Tandem ICP-mass spectrometry for Sr isotopic analysis without prior Rb/Sr separation

Abstract

The use of a mixture of 10% of CH₃F and 90% of He as a reaction gas in tandem ICP-mass spectrometry (ICP-MS/MS) enables the accurate determination of the ⁸⁷Sr/⁸⁶Sr isotope ratio in geological materials, provided that mass discrimination is corrected for by using a combination of internal (Russell law, assuming a constant ⁸⁸Sr/⁸⁶Sr isotope ratio) and external correction (using the isotopic reference material NIST SRM 987 SrCO₃) in a sample-standard bracketing approach. No prior Rb/Sr separation is required as the isobaric overlap at a mass-to-charge ratio of 87 is avoided by monitoring SrF⁺ reaction product ions instead of Sr⁺ ions. Rb shows no reactivity towards CH₃F. The double mass selection (MS/MS mode) prevents both spectral overlap from atomic ions at the mass-to-charge ratios of SrF⁺ reaction product ions and a measurable effect from the matrix on the ⁸⁷Sr/⁸⁶Sr result.
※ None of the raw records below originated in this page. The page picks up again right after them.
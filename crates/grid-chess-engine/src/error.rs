//! Error types for move application and configuration.

use grid_chess_core::{Coord, LayoutError, Side};
use thiserror::Error;

use crate::Wing;

/// Why a move attempt was refused. A refused move never changes the board.
#[derive(Debug, Error, Clone, Copy, PartialEq, Eq)]
pub enum MoveError {
    #[error("no piece on {0}")]
    EmptySource(Coord),

    #[error("piece on {coord} belongs to {owner}, but {to_move} is to move")]
    WrongSide {
        coord: Coord,
        owner: Side,
        to_move: Side,
    },

    #[error("illegal move from {from} to {to}")]
    IllegalDestination { from: Coord, to: Coord },

    #[error("{side} cannot castle {wing}")]
    CastlingUnavailable { side: Side, wing: Wing },
}

/// Errors that can occur when loading or applying engine configuration.
#[derive(Debug, Error)]
pub enum ConfigError {
    /// Failed to read the configuration file from disk.
    #[error("failed to read config file: {0}")]
    Read(#[from] std::io::Error),
    /// Failed to parse the configuration file as TOML.
    #[error("failed to parse config: {0}")]
    Parse(#[from] toml::de::Error),
    /// The configured starting layout is malformed.
    #[error("invalid starting layout: {0}")]
    Layout(#[from] LayoutError),
}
This aspect is critical, as it enables accurate results to be obtained without the need for using a matrix-matched standard to correct for mass discrimination, in contrast to previous work with a quadrupole ICP-MS instrument with a CH₃F/Ne-pressurized cell, in which the use of a matrix-matched standard was compulsory. The precision attainable – 0.05% RSD external precision – suffices for making the newly developed method useful in a variety of applications.